No Brasil, houve apreensão de 110.327 armas de fogo em 2015, segundo o Fórum Brasileiro de Segurança Pública. O Rio é o quarto estado do ranking, com 9.268 artefatos, perdendo apenas para Ceará (11.675), São Paulo (18.605) e Minas Gerais (23.227). A ideia do decreto é que a unidade da Federação onde a arma foi apreendida terá prioridade na doação. Se ela não tem necessidade daquele armamento ou não puder recebê-lo, o material poderá ser repassado a outro estado. As doações terão de respeitar o critério de quantidade e tipo de armas permitido a cada polícia no Brasil, segundo definição do Comando do Exército.

O enquadramento das doações nos limites impostos pelo Exército é usado para rebater críticas de que a medida aumentaria a circulação de armas, ampliando os riscos de desvios do material. Apesar de os ministérios da Justiça e da Defesa terem aparado as arestas sobre o decreto, após ouvidos os comandos das Forças Armadas, para chegar a um texto consensual, há resistências na Casa Civil, que dará a última palavra sobre o assunto.

MEDIDA É POLÊMICA

O decreto para liberar a doação de armas pesadas para as polícias encontra resistências dentro e fora do governo. O Executivo quer incluir a medida no Plano Nacional de Segurança Pública, que deve ser lançado ainda este ano, mas há críticas quanto aos benefícios reais da iniciativa.

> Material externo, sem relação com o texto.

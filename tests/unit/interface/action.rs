use super::*;

use crate::{interface::reply::Keyboard, session::tuner::PadDirection};

fn all_actions() -> Vec<ButtonAction> {
    let mut actions = vec![
        ButtonAction::Template("DMI".to_string()),
        ButtonAction::Template("informatica_vuoto".to_string()),
        ButtonAction::Crop(CropCommand::Reset),
        ButtonAction::Crop(CropCommand::Finish),
        ButtonAction::Random(RandomCommand::Again),
        ButtonAction::Random(RandomCommand::Finish),
        ButtonAction::Noop,
    ];
    for mode in [ResizeMode::Crop, ResizeMode::Scale, ResizeMode::Random] {
        actions.push(ButtonAction::ResizeMode(mode));
    }
    for dir in PadDirection::ALL {
        actions.push(ButtonAction::Crop(CropCommand::Nudge(dir)));
    }
    for field in [
        SettingField::Blur,
        SettingField::FontSizeTitle,
        SettingField::FontSizeCaption,
    ] {
        actions.push(ButtonAction::OpenSetting(field));
        for op in [
            SettingOp::Increase,
            SettingOp::Decrease,
            SettingOp::Save,
            SettingOp::Cancel,
        ] {
            actions.push(ButtonAction::AlterSetting { field, op });
        }
    }
    actions
}

#[test]
fn every_wire_id_round_trips() {
    for action in all_actions() {
        let wire = action.wire_id();
        assert_eq!(ButtonAction::parse(&wire), Some(action), "{wire}");
    }
}

#[test]
fn wire_ids_are_verbatim() {
    // these strings are a frozen transport contract
    assert_eq!(
        ButtonAction::Template("DMI".into()).wire_id(),
        "template_DMI"
    );
    assert_eq!(
        ButtonAction::ResizeMode(ResizeMode::Crop).wire_id(),
        "image_resize_mode_crop"
    );
    assert_eq!(
        ButtonAction::Crop(CropCommand::Nudge(PadDirection::UpLeft)).wire_id(),
        "image_crop_up-left"
    );
    assert_eq!(ButtonAction::Crop(CropCommand::Reset).wire_id(), "image_crop_reset");
    assert_eq!(
        ButtonAction::Random(RandomCommand::Again).wire_id(),
        "image_random_again"
    );
    assert_eq!(
        ButtonAction::OpenSetting(SettingField::FontSizeTitle).wire_id(),
        "settings_font_size_title"
    );
    assert_eq!(
        ButtonAction::AlterSetting {
            field: SettingField::Blur,
            op: SettingOp::Increase
        }
        .wire_id(),
        "alter_setting_blur,+"
    );
    assert_eq!(ButtonAction::Noop.wire_id(), "_");
}

#[test]
fn malformed_ids_are_rejected() {
    for wire in [
        "",
        "template_",
        "image_resize_mode_stretch",
        "image_crop_diagonal",
        "image_random_maybe",
        "settings_volume",
        "alter_setting_blur",
        "alter_setting_blur,*",
        "alter_setting_volume,+",
        "unrelated",
    ] {
        assert_eq!(ButtonAction::parse(wire), None, "{wire:?}");
    }
}

#[test]
fn keyboards_enumerate_their_actions() {
    let crop = Keyboard::CropPad.actions();
    assert_eq!(crop.len(), 10);
    assert!(crop.contains(&"image_crop_up".to_string()));
    assert!(crop.contains(&"image_crop_finish".to_string()));

    assert_eq!(
        Keyboard::RandomPad.actions(),
        vec!["image_random_again", "image_random_finish"]
    );
    assert_eq!(
        Keyboard::SettingsMenu.actions(),
        vec![
            "settings_blur",
            "settings_font_size_title",
            "settings_font_size_caption"
        ]
    );
    assert_eq!(
        Keyboard::SettingAdjust {
            field: SettingField::Blur,
            value: 3
        }
        .actions(),
        vec![
            "alter_setting_blur,-",
            "alter_setting_blur,+",
            "alter_setting_blur,cancel",
            "alter_setting_blur,save"
        ]
    );
    // every advertised action parses back into the contract
    for keyboard in [Keyboard::CropPad, Keyboard::ResizeModes, Keyboard::RandomPad] {
        for wire in keyboard.actions() {
            assert!(ButtonAction::parse(&wire).is_some(), "{wire}");
        }
    }
}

Natália Pollachi, coordenadora de projetos do Instituto Sou da Paz, diz que o grande problema está nos riscos trazidos caso as doações sejam institucionalizadas de forma indiscriminada. Ela cita pesquisa da entidade feita entre 2011 e 2012 com cerca de dez mil armas apreendidas na capital de São Paulo, das quais cerca de 50% tinham numeração raspada.

— Temos que pensar como vai se dar a gestão dessas doações. A arma com numeração raspada, que é muito comum entre as apreendidas, teria de ser renumerada, o que pode fragilizar os controles do país. Não serão armas padronizadas, com especificações contempladas nos treinamentos recebidos pelas corporações e manutenção em dia — pondera Natália. — Se falamos em armas de grosso calibre, que parece ser o objetivo do governo, é preciso garantir que sejam acessadas apenas pelas equipes especiais, em ocasiões apropriadas. Não dá para usar esse armamento, que derruba parede, em situações de confronto, por exemplo.

ASSALTOS A DEPÓSITOS

Além da regulamentação do Estatuto do Desarmamento, que determina a destruição das armas apreendidas pela polícia ou entregues em campanhas de desarmamento, há resolução do Conselho Nacional de Justiça, de 2011, no mesmo sentido. Apesar disso, doações a órgãos de Segurança já ocorrem hoje, mas em situações excepcionais, com autorização expressa do juiz.

Hoje, a regra é que as armas permaneçam em depósitos judiciais, nos fóruns criminais, até o fim do processo relacionado a elas. Como as ações costumam demorar anos na Justiça, esses locais ficam abarrotados e são frequentemente alvo de assaltos e outras formas de desvios. O acervo tem como destino final o Exército, que destruiu 73.392 armas em 2015, colocando-as em prensas mecânicas para inutilização e depois em fornos com temperatura de 1.600°C.